*Publicado no jornal Diário da Manhã, em 12.11.10
Como admitir que imagens autorizadas não sejam suficientes para denúncia, quando a situação foi investigada por quase um mês e delatada por pessoas tão materializadas quanto às crianças submetidas aos maus tratos e torturas pela proprietária e orientadora pedagógica da escolinha/berçário que formava bebês infelizmente, com a antiga “pedagogia de Auschwitz”.
Ora, além de detenção imediata para averiguações mais minuciosas, a Justiça deveria ter startado imediatamente – para o que ainda há tempo, alguns questionamentos a luz do Estatuto de Crianças e Adolescentes, de modo a garantirmos efetivamente a primazia e a precedência na proteção e no atendimento dos direitos de crianças e adolescentes.

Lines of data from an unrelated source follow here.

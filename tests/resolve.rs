// Copyright (c) 2016-2021 Fabian Schuiki

//! Dependency resolution across whole filesets.

mod common;
use common::*;
use hdldeps::errors::*;

#[test]
fn levels_follow_dependencies() {
    let sess = Session::new();
    let arenas = Arenas::new();
    let mut fs = Fileset::new();
    let dir = unique_dir("levels");
    let pkg = add(&arenas, &mut fs, &dir, "pkg.vhd", "package pkg is end package;");
    let leaf = add(
        &arenas,
        &mut fs,
        &dir,
        "leaf.vhd",
        "use work.pkg.all; entity leaf is end; architecture rtl of leaf is begin end;",
    );
    let top = add(
        &arenas,
        &mut fs,
        &dir,
        "top.vhd",
        "use work.pkg.all;\n\
         entity top is end;\n\
         architecture rtl of top is begin\n\
           u0: entity work.leaf;\n\
         end;",
    );
    assert_eq!(solve(&sess, &fs).unwrap(), 0);
    assert_eq!(pkg.dep_level(), Some(0));
    assert_eq!(leaf.dep_level(), Some(1));
    assert_eq!(top.dep_level(), Some(2));
    assert_eq!(deps(top), vec!["leaf.vhd", "pkg.vhd"]);
    for unit in &fs {
        for dep in unit.depends_on() {
            assert!(unit.dep_level() > dep.dep_level() || dep.depends_on().contains(&unit));
        }
    }
}

#[test]
fn cycles_count_as_level_zero() {
    let sess = Session::new();
    let arenas = Arenas::new();
    let mut fs = Fileset::new();
    let dir = unique_dir("cycle");
    let a = add(&arenas, &mut fs, &dir, "a.v", "module a; b i(); endmodule");
    let b = add(&arenas, &mut fs, &dir, "b.v", "module b; c i(); endmodule");
    let c = add(&arenas, &mut fs, &dir, "c.v", "module c; a i(); endmodule");
    assert_eq!(solve(&sess, &fs).unwrap(), 0);
    // The search enters at `a`, the first unit by path. The edge from `c`
    // back to `a` is cut.
    assert_eq!(c.dep_level(), Some(1));
    assert_eq!(b.dep_level(), Some(2));
    assert_eq!(a.dep_level(), Some(3));
}

#[test]
fn solving_twice_yields_the_same_result() {
    let sess = Session::new();
    let arenas = Arenas::new();
    let mut fs = Fileset::new();
    let dir = unique_dir("idempotent");
    let top = add(&arenas, &mut fs, &dir, "top.sv", "module top; mid m(); nope n(); endmodule");
    let mid = add(&arenas, &mut fs, &dir, "mid.sv", "module mid; endmodule");
    let first = solve(&sess, &fs).unwrap();
    let first_deps = deps(top);
    let levels = (top.dep_level(), mid.dep_level());
    let second = solve(&sess, &fs).unwrap();
    assert_eq!(first, 1);
    assert_eq!(first, second);
    assert_eq!(deps(top), first_deps);
    assert_eq!((top.dep_level(), mid.dep_level()), levels);
}

#[test]
fn no_unit_depends_on_itself() {
    let sess = Session::new();
    let arenas = Arenas::new();
    let mut fs = Fileset::new();
    let dir = unique_dir("self");
    let unit = add(
        &arenas,
        &mut fs,
        &dir,
        "all.vhd",
        "package p is end; package body p is end;\n\
         use work.p.all; entity e is end; architecture a of e is begin end;",
    );
    assert_eq!(solve(&sess, &fs).unwrap(), 0);
    assert!(unit.depends_on().is_empty());
    assert_eq!(unit.dep_level(), Some(0));
}

#[test]
fn closure_keeps_exactly_what_is_needed() {
    let sess = Session::new();
    let arenas = Arenas::new();
    let mut fs = Fileset::new();
    let dir = unique_dir("closure");
    add(&arenas, &mut fs, &dir, "a.v", "module A; B b(); endmodule");
    add(&arenas, &mut fs, &dir, "b.v", "module B; endmodule");
    add(&arenas, &mut fs, &dir, "c.v", "module C; B b(); endmodule");
    solve(&sess, &fs).unwrap();
    let result = closure(&sess, &fs, "A");
    assert_eq!(names(&result), vec!["a.v", "b.v"]);
    assert!(sess.diagnostics().is_empty());
}

#[test]
fn closure_without_top_fails_open() {
    let sess = Session::new();
    let arenas = Arenas::new();
    let mut fs = Fileset::new();
    let dir = unique_dir("failopen");
    add(&arenas, &mut fs, &dir, "a.v", "module A; endmodule");
    add(&arenas, &mut fs, &dir, "b.vhd", "entity b is end;");
    solve(&sess, &fs).unwrap();
    let result = closure(&sess, &fs, "missing");
    assert_eq!(names(&result), names(&fs));
    assert_eq!(sess.count(Severity::Critical), 1);
    assert_eq!(sess.count(Severity::Error), 0);
}

#[test]
fn ambiguous_relations_warn_once() {
    let sess = Session::new();
    let arenas = Arenas::new();
    let mut fs = Fileset::new();
    let dir = unique_dir("ambiguous");
    let top = add(
        &arenas,
        &mut fs,
        &dir,
        "top.v",
        "module top; dup a(); dup b(); endmodule",
    );
    add(&arenas, &mut fs, &dir, "z_dup.v", "module dup; endmodule");
    add(&arenas, &mut fs, &dir, "a_dup.v", "module dup; endmodule");
    assert_eq!(solve(&sess, &fs).unwrap(), 0);

    let warnings: Vec<_> = sess
        .diagnostics()
        .into_iter()
        .filter(|d| d.get_severity() == Severity::Warning)
        .collect();
    assert_eq!(warnings.len(), 1);
    assert!(warnings[0].get_message().contains("provided by 2 files"));
    let notes: Vec<_> = warnings[0].notes().map(String::from).collect();
    assert_eq!(notes, vec![format!("{}/a_dup.v", dir), format!("{}/z_dup.v", dir)]);
    assert_eq!(deps(top), vec!["a_dup.v", "z_dup.v"]);
}

#[test]
fn order_breaks_ties_by_path() {
    let sess = Session::new();
    let arenas = Arenas::new();
    let mut fs = Fileset::new();
    let dir = unique_dir("order");
    add(&arenas, &mut fs, &dir, "top.v", "module top; b x(); A y(); endmodule");
    add(&arenas, &mut fs, &dir, "b.v", "module b; endmodule");
    add(&arenas, &mut fs, &dir, "A.v", "module A; endmodule");
    add(&arenas, &mut fs, &dir, "pins.xdc", "");
    solve(&sess, &fs).unwrap();

    let forward = names(topological_order(&fs, false));
    assert_eq!(forward, vec!["pins.xdc", "A.v", "b.v", "top.v"]);
    let mut backward = names(topological_order(&fs, true));
    backward.reverse();
    assert_eq!(backward, forward);
}

#[test]
fn unsatisfied_relations_are_counted() {
    let mut sess = Session::new();
    sess.opts.standard_libs = DEFAULT_STANDARD_LIBS.iter().map(|s| s.to_string()).collect();
    let arenas = Arenas::new();
    let mut fs = Fileset::new();
    let dir = unique_dir("unsatisfied");
    add(
        &arenas,
        &mut fs,
        &dir,
        "a.vhd",
        "library ieee; use ieee.std_logic_1164.all;\n\
         use work.missing_pkg.all;\n\
         entity a is end;\n\
         architecture rtl of a is begin\n\
           x: entity work.gone;\n\
           y: entity work.gone;\n\
         end;",
    );
    add(&arenas, &mut fs, &dir, "b.v", "module b; lost l(); endmodule");
    assert_eq!(solve(&sess, &fs).unwrap(), 3);
    assert_eq!(sess.count(Severity::Warning), 3);
}

#[test]
fn removing_a_provider_unsatisfies_its_users() {
    let sess = Session::new();
    let arenas = Arenas::new();
    let mut fs = Fileset::new();
    let dir = unique_dir("removal");
    add(&arenas, &mut fs, &dir, "top.v", "module top; mid m(); leaf l(); endmodule");
    add(&arenas, &mut fs, &dir, "mid.v", "module mid; leaf a(); leaf b(); endmodule");
    let leaf = add(&arenas, &mut fs, &dir, "leaf.v", "module leaf; endmodule");
    add(&arenas, &mut fs, &dir, "pkg.vhd", "package p is end;");
    add(&arenas, &mut fs, &dir, "user.vhd", "use work.p.all; entity user is end;");
    assert_eq!(solve(&sess, &fs).unwrap(), 0);

    let satisfied_by_leaf = fs
        .iter()
        .filter(|u| u != &leaf)
        .map(|u| u.uses().filter(|r| leaf.satisfies(r)).count())
        .sum::<usize>();
    assert_eq!(satisfied_by_leaf, 2);

    let without = fs.filter(|u| u != leaf);
    assert_eq!(solve(&sess, &without).unwrap(), satisfied_by_leaf);
    assert!(without.find(leaf.path()).is_none());
}

#[test]
fn scan_errors_are_isolated() {
    let sess = Session::new();
    let arenas = Arenas::new();
    let mut fs = Fileset::new();
    let dir = unique_dir("isolated");
    let bad = add(&arenas, &mut fs, &dir, "bad.vhd", "entity bad is end; constant c : string := \"oops");
    let good = add(&arenas, &mut fs, &dir, "good.v", "module good; endmodule");
    assert_eq!(solve(&sess, &fs).unwrap(), 0);
    assert!(bad.parse_error().is_some());
    assert!(bad.relations().is_empty());
    assert!(good.parse_error().is_none());
    assert_eq!(good.provides().count(), 1);
    assert_eq!(sess.count(Severity::Error), 1);
}

#[test]
fn build_set_keeps_auxiliary_files() {
    let sess = Session::new();
    let arenas = Arenas::new();
    let mut fs = Fileset::new();
    let dir = unique_dir("build_set");
    add(&arenas, &mut fs, &dir, "pins.xdc", "");
    add(&arenas, &mut fs, &dir, "top.vhd", "entity top is end; architecture a of top is begin end;");
    add(&arenas, &mut fs, &dir, "other.vhd", "entity other is end;");
    // Not solved beforehand; the closure solves lazily.
    let result = build_set(&sess, &fs, "top");
    assert_eq!(names(&result), vec!["pins.xdc", "top.vhd"]);
}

Este estatuto, o ECA, precisa ser conhecido pela sociedade, que é co responsável pelos direitos e pela proteção de crianças e adolescentes neste nosso Brasil varonil.
Basta ler seu Art. 4º, que diz: “É dever da família, da comunidade, da sociedade em geral e do poder público assegurar, com absoluta prioridade, a efetivação dos direitos referentes à vida, à saúde, à alimentação, à educação, ao esporte, ao lazer, à profissionalização, à cultura, à dignidade, ao respeito, à liberdade e à convivência familiar e comunitária”.

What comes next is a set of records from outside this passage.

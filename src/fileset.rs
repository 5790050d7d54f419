// Copyright (c) 2016-2021 Fabian Schuiki

//! An ordered collection of source units.

use crate::srcfile::SourceUnit;
use std::cell::Cell;
use std::collections::HashSet;
use std::path::{Path, PathBuf};

/// A set of source units that preserves insertion order.
///
/// Units are keyed by path; adding a unit whose path is already present is a
/// no-op. Adding a new unit invalidates a previous solve.
#[derive(Clone, Default)]
pub struct Fileset<'a> {
    units: Vec<&'a SourceUnit<'a>>,
    paths: HashSet<PathBuf>,
    solved: Cell<bool>,
}

impl<'a> Fileset<'a> {
    /// Create an empty fileset.
    pub fn new() -> Fileset<'a> {
        Default::default()
    }

    /// Add a unit. Returns `false` if a unit with the same path is already
    /// part of the set.
    pub fn add(&mut self, unit: &'a SourceUnit<'a>) -> bool {
        if !self.paths.insert(unit.path().to_path_buf()) {
            return false;
        }
        self.units.push(unit);
        self.solved.set(false);
        true
    }

    /// Add all units of another fileset.
    pub fn extend<I>(&mut self, units: I)
    where
        I: IntoIterator<Item = &'a SourceUnit<'a>>,
    {
        for unit in units {
            self.add(unit);
        }
    }

    /// Create a new fileset with the units that match a predicate.
    pub fn filter<F>(&self, mut pred: F) -> Fileset<'a>
    where
        F: FnMut(&SourceUnit<'a>) -> bool,
    {
        let mut result = Fileset::new();
        for &unit in &self.units {
            if pred(unit) {
                result.add(unit);
            }
        }
        result.solved.set(self.solved.get());
        result
    }

    /// The units that take part in dependency resolution.
    pub fn dep_units(&self) -> Fileset<'a> {
        self.filter(|u| u.is_hdl())
    }

    /// The auxiliary units, which carry no relations.
    pub fn aux_units(&self) -> Fileset<'a> {
        self.filter(|u| !u.is_hdl())
    }

    /// Find the unit with the given path.
    pub fn find<P: AsRef<Path>>(&self, path: P) -> Option<&'a SourceUnit<'a>> {
        let path = path.as_ref();
        self.units.iter().cloned().find(|u| u.path() == path)
    }

    pub fn contains(&self, unit: &SourceUnit) -> bool {
        self.paths.contains(unit.path())
    }

    /// Iterate over the units in insertion order.
    pub fn iter(&self) -> impl Iterator<Item = &'a SourceUnit<'a>> + '_ {
        self.units.iter().cloned()
    }

    pub fn len(&self) -> usize {
        self.units.len()
    }

    pub fn is_empty(&self) -> bool {
        self.units.is_empty()
    }

    /// Whether the dependency edges of the units reflect the current contents
    /// of the set.
    pub fn is_solved(&self) -> bool {
        self.solved.get()
    }

    pub(crate) fn mark_solved(&self) {
        self.solved.set(true);
    }
}

impl<'a, 'b> IntoIterator for &'b Fileset<'a> {
    type Item = &'a SourceUnit<'a>;
    type IntoIter = std::iter::Cloned<std::slice::Iter<'b, &'a SourceUnit<'a>>>;

    fn into_iter(self) -> Self::IntoIter {
        self.units.iter().cloned()
    }
}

Desde que se tornou Lei, fala-se no aperfeiçoamento do ECA.
Sequer, o ECA é respeitado, considerado, na prática diária de alguns trabalhadores que lidam com crianças e adolescentes. E muitos também não o conhecem.
Penso que o ECA deve ser trabalhado com crianças a partir dos sete anos, e, por conseguinte com seus familiares, através da escola formal e demais aparelhos sociais comunitários que desenvolvem atividades com famílias, crianças e adolescentes. Toda família deve receber um, junto com a caderneta de vacinação da criança.
A família, a comunidade, a sociedade em geral e o poder público devem cobrar, o respeito ao ECA, e em caso de desrespeito, a aplicação e o cumprimento da pena prevista, claro.
O vexame e/ou constrangimento de crianças e adolescentes, por exemplo, rende pena de detenção de 6 meses a 2 anos, a qualquer pessoa detentora de autoridade, guarda ou vigilância destas, de acordo com o artigo 232 do ECA.
Causou-me espanto a atitude do magistrado neste caso do Berçário Bebê Feliz, diante da regularidade processual. O alarde na imprensa, que foi acionada antes da prisão. O descaso com o material de prova dos fatos.
Mas muito mais me espanta, a omissão e a negligência dos conselhos de direitos de crianças e adolescentes. Das instâncias responsáveis, da Educação municipal.
Espanta-me a ineficiência no acompanhamento e na fiscalização das instituições e empresas ligadas à vida de crianças e adolescentes em nossa capital, em nosso Estado, em nosso país.
Repugna-me a idéia da política voltada para os “pobres” e não para a dignidade humana. A idéia da religiosidade e da benevolência presentes nas políticas públicas de direito, que devem ser fundamentadas cientificamente e desenvolvidas tecnicamente.
Impressiona-me o número de reincidentes nos tratamentos por dependência química e nos atos infracionais. A precariedade na aplicação das medidas, que não recuperam.
Também, a barbárie crescente, a bestialização da vida.
Indigna-me a nossa falta de tempo, para criarmos nossos filhos. Para discutirmos o sentido de nossas vidas, nossas opções, limites, possibilidades, crenças, objetivos, caminhos. Para conhecermos melhor nosso próximo. O nosso conformismo e também o barulho inócuo das turbas.
A cada dia tenho mais certeza de que não temos que ter filhos para o Estado criar. De que o Estado não está a parte de nós. Tenho mais certeza de que temos que ter menor jornada de trabalho. E mais planejamento familiar.
Penso que talvez, a proprietária do berçário Bebê Feliz, Maria do Carmo Serrano, 62 anos, acreditasse que tinha o direito de agir como agia. Que estava educando. Claro que não é normal. A política pedagógica dela é malvada. Mas esta política é mais comum do que se pode imaginar. Como terá sido a política em que ela foi educada? Ela criou filhos?